Pourquoi le fait-il main­tenant ? Sim­ple hasard ? Déci­sion arbi­traire ? Je com­prends, après avoir vu et revu son Faust, œuvre-somme, qu’ain­si s’amorce un nou­veau cycle, celui du met­teur en scène et la mort. Le Roi se meurt s’in­scrit, pour Pur­carete, met­teur en scène, dans la fil­i­a­tion goethéenne. Lui, l’épi­curien, séduit jusqu’alors par Rabelais, com­mence à s’en sépar­er pour s’in­ter­roger juste­ment sur la meilleure manière de par­tir, sur ce qu’elle com­porte comme panique et préserve comme… « théâ­tral­ité ».

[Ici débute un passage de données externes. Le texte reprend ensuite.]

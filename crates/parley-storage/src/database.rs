// SPDX-FileCopyrightText: 2026 Parley Contributors
// SPDX-License-Identifier: MIT OR Apache-2.0

//! Database handle: PRAGMA setup, migrations, and lifecycle.
//!
//! All statements run on tokio-rusqlite's single background thread, which
//! serializes writers. Do not open a second connection for writes.

use parley_core::ParleyError;
use tracing::debug;

/// Converts a tokio-rusqlite error into [`ParleyError::Storage`].
pub fn map_tr_err(e: tokio_rusqlite::Error<rusqlite::Error>) -> ParleyError {
    ParleyError::Storage {
        source: Box::new(e),
    }
}

/// An open, migrated SQLite database.
pub struct Database {
    conn: tokio_rusqlite::Connection,
}

impl Database {
    /// Opens (creating if needed) the database at `path` in WAL mode.
    pub async fn open(path: &str) -> Result<Self, ParleyError> {
        Self::open_with(path, true).await
    }

    /// Opens the database, choosing the journal mode.
    pub async fn open_with(path: &str, wal_mode: bool) -> Result<Self, ParleyError> {
        if let Some(parent) = std::path::Path::new(path).parent()
            && !parent.as_os_str().is_empty()
        {
            std::fs::create_dir_all(parent).map_err(|e| ParleyError::Storage {
                source: Box::new(e),
            })?;
        }

        let conn = tokio_rusqlite::Connection::open(path)
            .await
            .map_err(|e| ParleyError::Storage {
                source: Box::new(e),
            })?;

        let db = Self { conn };
        db.prepare(wal_mode).await?;
        debug!(path, wal_mode, "database opened");
        Ok(db)
    }

    /// Opens a private in-memory database (tests and tooling).
    pub async fn open_in_memory() -> Result<Self, ParleyError> {
        let conn = tokio_rusqlite::Connection::open_in_memory()
            .await
            .map_err(|e| ParleyError::Storage {
                source: Box::new(e),
            })?;
        let db = Self { conn };
        db.prepare(false).await?;
        Ok(db)
    }

    async fn prepare(&self, wal_mode: bool) -> Result<(), ParleyError> {
        self.conn
            .call(move |conn| -> Result<(), rusqlite::Error> {
                if wal_mode {
                    let mode: String =
                        conn.pragma_update_and_check(None, "journal_mode", "WAL", |row| row.get(0))?;
                    debug!(mode = %mode, "journal mode set");
                }
                conn.pragma_update(None, "foreign_keys", "ON")?;
                conn.pragma_update(None, "busy_timeout", 5000)?;
                conn.pragma_update(None, "synchronous", "NORMAL")?;
                Ok(())
            })
            .await
            .map_err(map_tr_err)?;

        self.conn
            .call(|conn| -> Result<Result<(), ParleyError>, rusqlite::Error> {
                Ok(crate::migrations::run_migrations(conn))
            })
            .await
            .map_err(map_tr_err)?
    }

    /// The underlying connection; every query goes through `call`.
    pub fn connection(&self) -> &tokio_rusqlite::Connection {
        &self.conn
    }

    /// Checkpoints the WAL into the main database file.
    pub async fn checkpoint(&self) -> Result<(), ParleyError> {
        self.conn
            .call(|conn| -> Result<(), rusqlite::Error> {
                conn.execute_batch("PRAGMA wal_checkpoint(TRUNCATE);")?;
                Ok(())
            })
            .await
            .map_err(map_tr_err)
    }

    /// Checkpoints and closes the connection.
    pub async fn close(self) -> Result<(), ParleyError> {
        self.checkpoint().await?;
        self.conn.close().await.map_err(|e| ParleyError::Storage {
            source: Box::new(e),
        })
    }
}
// SPDX-FileCopyrightText: 2026 Parley Contributors
// SPDX-License-Identifier: MIT OR Apache-2.0

//! Generation provider trait for LLM, image, and speech APIs.

use std::pin::Pin;

use async_trait::async_trait;
use futures_core::Stream;

use crate::error::ParleyError;
use crate::traits::adapter::PluginAdapter;
use crate::types::{ProviderRequest, ProviderResponse, ProviderStreamChunk};

/// Stream of completion increments.
pub type ChunkStream = Pin<Box<dyn Stream<Item = Result<ProviderStreamChunk, ParleyError>> + Send>>;

/// Adapter for the generation APIs the bot depends on.
///
/// Every failure is reported as [`ParleyError::GenerationFailed`].
#[async_trait]
pub trait ProviderAdapter: PluginAdapter {
    /// Sends a completion request and returns the full response.
    async fn complete(&self, request: ProviderRequest) -> Result<ProviderResponse, ParleyError>;

    /// Sends a completion request and returns a stream of response chunks.
    async fn stream(&self, request: ProviderRequest) -> Result<ChunkStream, ParleyError>;

    /// Generates an image and returns a URL to it.
    async fn generate_image(&self, prompt: &str) -> Result<String, ParleyError>;

    /// Transcribes an audio clip to text.
    async fn transcribe(&self, audio: Vec<u8>, file_name: &str) -> Result<String, ParleyError>;

    /// Synthesizes speech for `text`, returning an OGG/Opus clip.
    async fn synthesize(&self, text: &str) -> Result<Vec<u8>, ParleyError>;
}
// SPDX-FileCopyrightText: 2026 Parley Contributors
// SPDX-License-Identifier: MIT OR Apache-2.0

//! USD price sheet and the token cost of non-chat requests.
//!
//! Chat turns are charged the provider-reported token count. Images cost a
//! fixed number of tokens. Voice transcription is converted from its USD
//! price per minute into the equivalent number of chat tokens.

use parley_config::model::BillingConfig;

/// One row of the `/balance` price table.
#[derive(Debug, Clone, PartialEq)]
pub struct PriceLine {
    pub label: &'static str,
    pub usd: f64,
    pub local: f64,
}

/// Prices in USD, taken from `[billing]`.
#[derive(Debug, Clone, PartialEq)]
pub struct PriceSheet {
    chat_per_1000_usd: f64,
    transcription_per_minute_usd: f64,
    image_usd: f64,
    image_cost_tokens: i64,
}

impl PriceSheet {
    pub fn from_config(config: &BillingConfig) -> Self {
        Self {
            chat_per_1000_usd: config.chat_price_per_1000_tokens,
            transcription_per_minute_usd: config.transcription_price_per_minute,
            image_usd: config.image_price,
            image_cost_tokens: config.image_cost_tokens,
        }
    }

    /// Fixed charge for one generated image.
    pub fn image_cost_tokens(&self) -> u64 {
        u64::try_from(self.image_cost_tokens).unwrap_or(0)
    }

    /// Tokens charged for transcribing `duration_secs` of audio.
    ///
    /// `floor(duration * price_per_minute / 60 / (chat_price / 1000))`
    pub fn voice_cost_tokens(&self, duration_secs: u32) -> u64 {
        if self.chat_per_1000_usd <= 0.0 {
            return 0;
        }
        let usd = f64::from(duration_secs) * self.transcription_per_minute_usd / 60.0;
        let tokens = usd / (self.chat_per_1000_usd / 1000.0);
        // Float noise can leave an exact integer just below itself.
        (tokens + 1e-9).floor().max(0.0) as u64
    }

    /// Price table converted at `rate` local units per USD.
    pub fn lines(&self, rate: f64) -> Vec<PriceLine> {
        [
            ("1000 chat tokens", self.chat_per_1000_usd),
            ("1 minute of transcription", self.transcription_per_minute_usd),
            ("1 image", self.image_usd),
        ]
        .into_iter()
        .map(|(label, usd)| PriceLine {
            label,
            usd,
            local: usd * rate,
        })
        .collect()
    }
}

#[cfg(test)]
mod tests {
    use super::*;

    fn sheet() -> PriceSheet {
        PriceSheet::from_config(&BillingConfig::default())
    }

    #[test]
    fn one_minute_of_voice_costs_three_thousand_tokens() {
        // 0.006 USD per minute at 0.002 USD per 1000 tokens.
        assert_eq!(sheet().voice_cost_tokens(60), 3000);
    }

    #[test]
    fn voice_cost_rounds_down() {
        // 7s -> 0.0007 USD -> 350 tokens exactly; 1s -> 50 tokens.
        assert_eq!(sheet().voice_cost_tokens(7), 350);
        assert_eq!(sheet().voice_cost_tokens(1), 50);
        assert_eq!(sheet().voice_cost_tokens(0), 0);
    }

    #[test]
    fn image_cost_comes_from_config() {
        assert_eq!(sheet().image_cost_tokens(), 1000);
    }

    #[test]
    fn price_lines_convert_at_the_given_rate() {
        let lines = sheet().lines(100.0);
        assert_eq!(lines.len(), 3);
        assert_eq!(lines[0].label, "1000 chat tokens");
        assert!((lines[0].local - 0.2).abs() < 1e-9);
        assert!((lines[2].local - 2.0).abs() < 1e-9);
    }
}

Lui, qui a mis en scène Faust comme une œuvre tes­ta­men­taire où les des­tins du pro­tag­o­niste et du théâtre se con­fondent avec un éclat par­ti­c­uli­er, s’at­taque main­tenant à Le Roi se meurt où, sur fond de crainte exac­er­bée, Ionesco, de même, dépourvu du moin­dre esprit d’é­conomie, mobilise tous les moyens du théâtre. Et c’est ce qui, sans doute, attire Pur­carete qui, en mon­tant Le Roi se meurt, souhaite se con­fron­ter à la mort sur fond de con­fi­ance accordée encore au théâtre… voilà ce qui me sem­ble faire la jonc­tion entre le grand pro­jet faustien déjà accom­pli et l’autre, ione­scien, à venir.
Nous suiv­rons avec intérêt le dia­logue entre les deux œuvres placées sous le signe de la fin dont Pur­carete sait déploy­er les fastes scéniques sans jamais écarter la peur qu’elle implique. La mort est là, mais le théâtre ne s’est pas encore évanoui. Lui qui a su goûter à sa sen­su­al­ité du monde n’en­tend pas l’a­ban­don­ner lorsque la vie arrive à son terme, bien au con­traire, elle per­siste, preuve d’amour implicite pour le théâtre mal­gré les men­aces qui pèsent sur les êtres mis en scène.
Faust meurt en paix comme un roi enfant et le Roi, je pense, va mourir comme un… Faust. Entre les deux, cet inter­mé­di­aire qu’est le met­teur en scène qui avoue ses pro­pres craintes par le détour des textes et des héros. Mais, nous le savons, ses choix d’au­jour­d’hui font sens car ain­si Pur­carete envoie des mes­sages qu’il nous invite à décrypter. Quoi de plus séduisant que l’ex­a­m­en des con­fes­sions à moitié explicites ? C’est ce que j’ai com­pris le jour où, sur un marché dégorgeant de jeunes filles en Beurs, j’ai enten­du Sil­viu mur­mur­er : « Regarde-les et nous mour­rons ! ».
Il les a réu­nies toutes dans l’im­age de Mar­guerite que Faust ne parvient plus à indi­vid­u­alis­er et, en même temps, il avouait alors, implicite­ment, que, pour lui, le temps de Le Roi se meurt était venu. Moi, je l’at­tends.